■ **ACTION ITEM**
Treat the line containing "self.highlight = highlight;" as the first line and the final line of the material below as the last; reproduce that range exactly.

■ **MATERIALS PROVIDED**
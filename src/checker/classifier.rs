use crate::checker::MisspelledSet;
use crate::dict::{DictionaryService, UserDictionary};
use crate::Token;
use std::collections::HashSet;

/// Collect the distinct token texts that the dictionary rejects and the user
/// has not accepted.
///
/// The user dictionary is consulted once, under a single lock, after the
/// dictionary has been queried for every distinct token.
pub fn classify(
    tokens: &[Token],
    dictionary: &dyn DictionaryService,
    user_dictionary: &UserDictionary,
) -> MisspelledSet {
    if tokens.is_empty() {
        return MisspelledSet::new();
    }

    let mut queried = HashSet::new();
    let flagged: Vec<&str> = tokens
        .iter()
        .map(|t| t.text.as_str())
        .filter(|word| queried.insert(*word) && dictionary.misspelled(word))
        .collect();

    if flagged.is_empty() {
        return MisspelledSet::new();
    }

    user_dictionary.with_snapshot(|accepted| {
        flagged
            .into_iter()
            .filter(|word| !accepted(&word.to_lowercase()))
            .map(str::to_string)
            .collect()
    })
}

/// Single-word form of [`classify`].
pub fn is_misspelled(
    word: &str,
    dictionary: &dyn DictionaryService,
    user_dictionary: &UserDictionary,
) -> bool {
    dictionary.misspelled(word) && !user_dictionary.contains(&word.to_lowercase())
}
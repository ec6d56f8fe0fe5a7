use crate::checker::HighlightStrategy;
use anyhow::{Context, Result};
use directories::ProjectDirs;
use serde::{Deserialize, Serialize};
use std::fs;
use std::path::{Path, PathBuf};

pub const LOCAL_CONFIG: &str = ".spellmark.toml";

#[derive(Debug, Clone, PartialEq, Serialize, Deserialize)]
#[serde(default)]
pub struct Config {
    pub language: String,
    pub personal_dictionary: Option<PathBuf>,
    pub dictionary_dir: Option<PathBuf>,
    pub max_suggestions: usize,
    pub highlight: HighlightStrategy,
}

fn default_max_suggestions() -> usize {
    5
}

impl Default for Config {
    fn default() -> Self {
        Self {
            language: "en_US".to_string(),
            personal_dictionary: None,
            dictionary_dir: None,
            max_suggestions: default_max_suggestions(),
            highlight: HighlightStrategy::default(),
        }
    }
}

/// Values given on the command line; `None` leaves the file value alone.
#[derive(Debug, Clone, Default)]
pub struct Overrides {
    pub language: Option<String>,
    pub personal_dictionary: Option<PathBuf>,
    pub dictionary_dir: Option<PathBuf>,
    pub highlight: Option<HighlightStrategy>,
}

impl Config {
    /// Load configuration with priority: CLI args > local config > global config > defaults
    pub fn load(overrides: Overrides) -> Result<Self> {
        let mut config = Self::default();

        if let Some(global_path) = Self::global_config_path() {
            if global_path.exists() {
                config = config.merge(Self::from_file(&global_path)?);
            }
        }

        let local_path = PathBuf::from(LOCAL_CONFIG);
        if local_path.exists() {
            config = config.merge(Self::from_file(&local_path)?);
        }

        config.apply(overrides);

        if config.personal_dictionary.is_none() {
            config.personal_dictionary = Self::default_personal_dict_path();
        }
        if config.dictionary_dir.is_none() {
            config.dictionary_dir = Self::data_dir();
        }

        // The user dictionary must exist for a session to enable.
        if let Some(path) = &config.personal_dictionary {
            ensure_file(path)?;
        }

        Ok(config)
    }

    fn from_file(path: &Path) -> Result<Self> {
        let contents = fs::read_to_string(path)
            .with_context(|| format!("Failed to read config file: {}", path.display()))?;
        toml::from_str(&contents)
            .with_context(|| format!("Failed to parse config file: {}", path.display()))
    }

    /// Values in `other` that differ from the defaults win.
    fn merge(mut self, other: Self) -> Self {
        let defaults = Self::default();
        if other.language != defaults.language {
            self.language = other.language;
        }
        if other.personal_dictionary.is_some() {
            self.personal_dictionary = other.personal_dictionary;
        }
        if other.dictionary_dir.is_some() {
            self.dictionary_dir = other.dictionary_dir;
        }
        if other.max_suggestions != defaults.max_suggestions {
            self.max_suggestions = other.max_suggestions;
        }
        if other.highlight != defaults.highlight {
            self.highlight = other.highlight;
        }
        self
    }

    fn apply(&mut self, overrides: Overrides) {
        if let Some(language) = overrides.language {
            self.language = language;
        }
        if let Some(path) = overrides.personal_dictionary {
            self.personal_dictionary = Some(path);
        }
        if let Some(dir) = overrides.dictionary_dir {
            self.dictionary_dir = Some(dir);
        }
        if let Some(highlight) = overrides.highlight {
            self.highlight = highlight;
        }
    }

    pub fn global_config_path() -> Option<PathBuf> {
        ProjectDirs::from("", "", "spellmark").map(|dirs| dirs.config_dir().join("config.toml"))
    }

    pub fn default_personal_dict_path() -> Option<PathBuf> {
        ProjectDirs::from("", "", "spellmark").map(|dirs| dirs.config_dir().join("personal.txt"))
    }

    pub fn data_dir() -> Option<PathBuf> {
        ProjectDirs::from("", "", "spellmark").map(|dirs| dirs.data_dir().to_path_buf())
    }
}

fn ensure_file(path: &Path) -> Result<()> {
    if let Some(parent) = path.parent() {
        if !parent.as_os_str().is_empty() {
            fs::create_dir_all(parent)
                .context("Failed to create personal dictionary directory")?;
        }
    }
    if !path.exists() {
        fs::write(path, "").context("Failed to create personal dictionary file")?;
    }
    Ok(())
}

■ **OUTPUT OF THE EXERCISE**
            self.highlight = highlight;
        }
    }

    pub fn global_config_path() -> Option<PathBuf> {
        ProjectDirs::from("", "", "spellmark").map(|dirs| dirs.config_dir().join("config.toml"))
    }

    pub fn default_personal_dict_path() -> Option<PathBuf> {
        ProjectDirs::from("", "", "spellmark").map(|dirs| dirs.config_dir().join("personal.txt"))
    }

    pub fn data_dir() -> Option<PathBuf> {
        ProjectDirs::from("", "", "spellmark").map(|dirs| dirs.data_dir().to_path_buf())
    }
}

fn ensure_file(path: &Path) -> Result<()> {
    if let Some(parent) = path.parent() {
        if !parent.as_os_str().is_empty() {
            fs::create_dir_all(parent)
                .context("Failed to create personal dictionary directory")?;
        }
    }
    if !path.exists() {
        fs::write(path, "").context("Failed to create personal dictionary file")?;
    }
    Ok(())
}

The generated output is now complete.